Timeline #2 is your group’s actual, in-game story progress. Your geekiest player probably bas a handwritten copy of timeline #2 in his binder. PCs make certain choices, establish relationship with NPCs, and you declare certain consequences. This plotline can’t be rewritten once it’s happened. Ideally, timeline #1 gets developed in your head, and then fleshed out as you play timeline #2.
When you’re GMing, you are the point of contact between these two timelines: you’re trying to bring elements from timeline #1 into play in a way that squares with what’s happening at the current moment in timeline #2.
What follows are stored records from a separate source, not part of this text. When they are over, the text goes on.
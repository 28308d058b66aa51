//! Error types for IPC operations.

/// Errors that can occur during IPC operations.
#[derive(Debug, thiserror::Error)]
pub enum IpcError {
    #[error("Failed to serialize message: {0}")]
    Serialize(#[from] serde_json::Error),

    #[error("Invalid message format: {0}")]
    InvalidFormat(String),

    #[error("Unknown export format: {0}")]
    UnknownFormat(String),
}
Sometimes the timelines don’t match up. Let’s say in timeline #2, it’s the right time for your players to get an Important Clue about the next plot point (maybe they’ve just defeated an NPC who clearly knows something). Now, in timeline #1, you know what that plot point is (a piece of information that will lead them to discover the name of the Evil Council), but you haven’t decided whether it’s in the Lowest Level Of The Notorious Prison For The Insane, or whether it’s on the Jungle Island Full Of Superstitious Natives And Carnivorous Plants. You’ll ultimately pick one or the other based on what the players seem interested in and what they’ve already had enough of, but for now you don’t know.
Resolving The Clash
Making that Important Clue into a “Russell’s Map” is your way out of this bind. Go ahead and give them the Important Clue (could be a map, an inscription, an NPC testimony, a book, etc.), but if it’s a map, make it so they can’t tell what part of the world it’s in. Or if it’s an inscription, make it an unsolvable riddle. If it’s an NPC testimony, it’s a codeword even the NPC doesn’t understand. If it’s a book, it’s in another language. The PCs will have to spend some in-game time finding a way to deciper it, which will give you enough real-world time to decide what, exactly, the clue should be.
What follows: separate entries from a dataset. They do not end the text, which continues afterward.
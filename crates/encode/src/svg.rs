//! SVG document wrapping the PNG data URI in a single `<image>`

use std::borrow::Cow;

use drawpad_ipc::ExportFormat;
use painting::PixelBuffer;
use tracing::debug;

use crate::{EncodeError, Encoded, FormatEncoder, encode_png, ignore_quality, png_data_uri};

const SVG_NS: &str = "http://www.w3.org/2000/svg";

/// Characters XML 1.0 cannot carry at all, escaped or not
fn is_xml_forbidden(c: char) -> bool {
    matches!(c, '\u{0}'..='\u{8}' | '\u{B}' | '\u{C}' | '\u{E}'..='\u{1F}' | '\u{FFFE}' | '\u{FFFF}')
}

/// Escape text for use in XML attribute values and character data.
///
/// Characters XML 1.0 forbids (most C0 controls, U+FFFE, U+FFFF) are dropped.
pub fn escape_xml(s: &str) -> Cow<'_, str> {
    if !s
        .chars()
        .any(|c| matches!(c, '&' | '<' | '>' | '"' | '\'') || is_xml_forbidden(c))
    {
        return Cow::Borrowed(s);
    }
    let mut out = String::with_capacity(s.len() + 8);
    for c in s.chars() {
        match c {
            '&' => out.push_str("&amp;"),
            '<' => out.push_str("&lt;"),
            '>' => out.push_str("&gt;"),
            '"' => out.push_str("&quot;"),
            '\'' => out.push_str("&apos;"),
            c if is_xml_forbidden(c) => {}
            _ => out.push(c),
        }
    }
    Cow::Owned(out)
}

/// Build the SVG document text for an image of `width` x `height` pointing at `href`
pub fn svg_document(width: u32, height: u32, href: &str, title: Option<&str>) -> String {
    let mut svg = String::with_capacity(href.len() + 256);
    svg.push_str(r#"<?xml version="1.0" encoding="UTF-8"?>"#);
    svg.push('\n');
    svg.push_str(&format!(
        r#"<svg xmlns="{SVG_NS}" width="{width}" height="{height}" viewBox="0 0 {width} {height}">"#
    ));
    svg.push('\n');
    if let Some(title) = title {
        svg.push_str(&format!("  <title>{}</title>\n", escape_xml(title)));
    }
    svg.push_str(&format!(
        r#"  <image href="{}" width="{width}" height="{height}"/>"#,
        escape_xml(href)
    ));
    svg.push('\n');
    svg.push_str("</svg>\n");
    svg
}

#[derive(Debug, Clone, Default)]
pub struct SvgWriter {
    title: Option<String>,
}

impl SvgWriter {
    pub fn new(title: Option<String>) -> Self {
        Self { title }
    }
}

impl FormatEncoder for SvgWriter {
    fn format(&self) -> ExportFormat {
        ExportFormat::Svg
    }

    fn encode(&self, buffer: &PixelBuffer, quality: Option<f32>) -> Result<Encoded, EncodeError> {
        ignore_quality(ExportFormat::Svg, quality);
        let href = png_data_uri(&encode_png(buffer)?);
        let svg = svg_document(buffer.width(), buffer.height(), &href, self.title.as_deref());
        debug!(
            "Wrapped {}x{} PNG in SVG ({} bytes)",
            buffer.width(),
            buffer.height(),
            svg.len()
        );
        Ok(Encoded::Bytes(svg.into_bytes()))
    }
}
This is a bit of BS, granted. “Uh, you don’t know what the map says so you better try reading it again in a few sessions.” (Scribbles in notebook furiously.) But if you sell it right, it relieves you from having to come up with something on the spot, in a way that still tells the players where they need to go next (“the map style is so ancient that it would take an expert cartographer to make sense of it!”) and most importantly it doesn’t render the clue unimportant. After all, if the party has to do a sidequest to make use of the clue, it must be really important!
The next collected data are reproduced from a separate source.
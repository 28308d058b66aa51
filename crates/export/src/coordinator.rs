//! Export coordinator
//!
//! Runs snapshot, encode and delivery for one or more export requests.
//! Only the snapshot window is exclusive: a second export that arrives while
//! a snapshot is suspended on its capture is rejected, while encoding and
//! delivery of earlier exports may overlap later ones.

use std::sync::Arc;
use std::sync::atomic::{AtomicBool, Ordering};

use drawpad_config::ExportSettings;
use drawpad_encode::{EncoderOptions, Encoded, encoder_for};
use drawpad_ipc::ExportRequest;
use painting::{Compositor, FrameCapture, PixelBuffer, Rgb, SurfaceHandle};
use tracing::{debug, error, info, warn};

use crate::error::ExportError;
use crate::release::ReleaseScheduler;
use crate::result::ExportResult;
use crate::sink::DeliverySink;

/// Clears the in-flight flag when the snapshot window closes, on every path
struct InFlightGuard<'a>(&'a AtomicBool);

impl<'a> InFlightGuard<'a> {
    fn acquire(flag: &'a AtomicBool) -> Option<Self> {
        flag.compare_exchange(false, true, Ordering::AcqRel, Ordering::Acquire)
            .ok()
            .map(|_| Self(flag))
    }
}

impl Drop for InFlightGuard<'_> {
    fn drop(&mut self) {
        self.0.store(false, Ordering::Release);
    }
}

pub struct ExportCoordinator<C, S> {
    compositor: Compositor<C>,
    sink: Arc<S>,
    options: EncoderOptions,
    release: ReleaseScheduler,
    in_flight: AtomicBool,
}

impl<C: FrameCapture, S: DeliverySink> ExportCoordinator<C, S> {
    pub fn new(capture: C, sink: Arc<S>, settings: &ExportSettings) -> Result<Self, ExportError> {
        Ok(Self {
            compositor: Compositor::new(capture).with_watchdog(settings.capture_watchdog),
            sink,
            options: EncoderOptions::from_settings(settings)?,
            release: ReleaseScheduler::new(settings.release_grace),
            in_flight: AtomicBool::new(false),
        })
    }

    pub fn sink(&self) -> &Arc<S> {
        &self.sink
    }

    pub fn release_scheduler(&self) -> &ReleaseScheduler {
        &self.release
    }

    /// True while a snapshot is suspended on its capture
    pub fn is_busy(&self) -> bool {
        self.in_flight.load(Ordering::Acquire)
    }

    async fn snapshot(
        &self,
        surface: &SurfaceHandle,
        background: Rgb,
    ) -> Result<PixelBuffer, ExportError> {
        let Some(_guard) = InFlightGuard::acquire(&self.in_flight) else {
            warn!("Export rejected: a snapshot is already in flight");
            return Err(ExportError::ConcurrentExportRejected);
        };
        Ok(self.compositor.snapshot(surface, background).await?)
    }

    /// Snapshot the surface, encode it for `request` and deliver the result.
    pub async fn export(
        &self,
        surface: &SurfaceHandle,
        background: Rgb,
        request: &ExportRequest,
    ) -> Result<ExportResult, ExportError> {
        debug!("ExportCoordinator::export: {}", request.format);
        let buffer = Arc::new(self.snapshot(surface, background).await?);
        let payload = self.encode(buffer, request).await?;
        self.deliver(self.package(request, payload)).await
    }

    /// Export several formats from a single snapshot.
    ///
    /// The outer error covers the shared snapshot. Each request then encodes
    /// on its own blocking worker and reports its own outcome, in request order.
    pub async fn export_many(
        &self,
        surface: &SurfaceHandle,
        background: Rgb,
        requests: &[ExportRequest],
    ) -> Result<Vec<Result<ExportResult, ExportError>>, ExportError> {
        debug!("ExportCoordinator::export_many: {} requests", requests.len());
        let buffer = Arc::new(self.snapshot(surface, background).await?);

        let tasks: Vec<_> = requests
            .iter()
            .map(|request| {
                let encoder = encoder_for(request.format, &self.options);
                let buffer = buffer.clone();
                let quality = request.quality;
                tokio::task::spawn_blocking(move || encoder.encode(&buffer, quality))
            })
            .collect();

        let mut results = Vec::with_capacity(requests.len());
        for (request, task) in requests.iter().zip(tasks) {
            let outcome = match task.await {
                Ok(Ok(payload)) => self.deliver(self.package(request, payload)).await,
                Ok(Err(e)) => Err(ExportError::from(e)),
                Err(e) => Err(ExportError::Worker(e.to_string())),
            };
            if let Err(e) = &outcome {
                warn!("Export of {} failed: {}", request.format, e);
            }
            results.push(outcome);
        }
        Ok(results)
    }

    /// Hand a result to the sink again, e.g. after a [`ExportError::DeliveryFailure`]
    pub async fn redeliver(&self, result: ExportResult) -> Result<ExportResult, ExportError> {
        self.deliver(result).await
    }

    async fn encode(
        &self,
        buffer: Arc<PixelBuffer>,
        request: &ExportRequest,
    ) -> Result<Encoded, ExportError> {
        let encoder = encoder_for(request.format, &self.options);
        let quality = request.quality;
        tokio::task::spawn_blocking(move || encoder.encode(&buffer, quality))
            .await
            .map_err(|e| ExportError::Worker(e.to_string()))?
            .map_err(ExportError::from)
    }

    fn package(&self, request: &ExportRequest, payload: Encoded) -> ExportResult {
        ExportResult {
            format: request.format,
            payload,
            mime_label: request.format.mime_label(),
            suggested_filename: request.suggested_filename(),
        }
    }

    /// Sinks may block on I/O, so delivery runs on a blocking worker
    async fn deliver(&self, result: ExportResult) -> Result<ExportResult, ExportError> {
        let sink = self.sink.clone();
        let (result, delivered) = tokio::task::spawn_blocking(move || {
            let delivered = sink.deliver(&result);
            (result, delivered)
        })
        .await
        .map_err(|e| ExportError::Worker(e.to_string()))?;

        match delivered {
            Ok(handle) => {
                info!(
                    "Exported {} ({} bytes, {})",
                    result.format,
                    result.payload.len(),
                    result.suggested_filename.as_deref().unwrap_or("no filename")
                );
                if let Some(handle) = handle {
                    self.release.schedule(self.sink.clone(), handle);
                }
                Ok(result)
            }
            Err(source) => {
                error!("Delivery of {} failed: {}", result.format, source);
                Err(ExportError::DeliveryFailure {
                    source,
                    result: Box::new(result),
                })
            }
        }
    }
}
Turning an Important Clue into a Russell’s Map fulfills the mandates of timeline #1 and #2 – the party has the Clue, but won’t be using it until you’ve had some time to figure out what it should, according to what your players want out of the story, do.
When The Clash Comes From Ad Lib
One of my favorite parts of GMing is when the players do some spontaneous world-building. I might give them the name of a place and they say, “Ah, I’ve heard the legends. They say that…”
This gives them a chance to tell me what they’d like to encounter and does a good bit of my work for me. But it can also be risky. The original Russell’s Map was an item that a character had in their possession, as a minor part of their character story, that they didn’t know where it led. Now, if I’d had a Key Plot Element in mind, like a book or an inscription, I could have simply transplanted that same information onto the map – presto, the player’s contribution leads to something important as if it hadn’t taken me by surprise at all. But since I didn’t have such a Key Plot Element prepared, I just made his map into a Russell’s Map, with lots of colorful description about why it was unreadable – colorful description that clued them in that they might need an antiques expert to read it.
Another time ad-lib can get you in trouble is when players don’t know they’re ad-libbing. That’s right, when they focus on a random detail in ascene, thinking it’s a plot-relevant piece of information. Here again you won’t know where that random detail leads (because it doesn’t lead anywhere… yet) but you can reward and build their interest by making it lead somewhere. If, again, you don’t have a Key Plot Element you can swap it out with, make the item a Russell’s Map; let them make an investigation roll, give them a colorful description of why they can’t make head or tail of it, and buy yourself some time.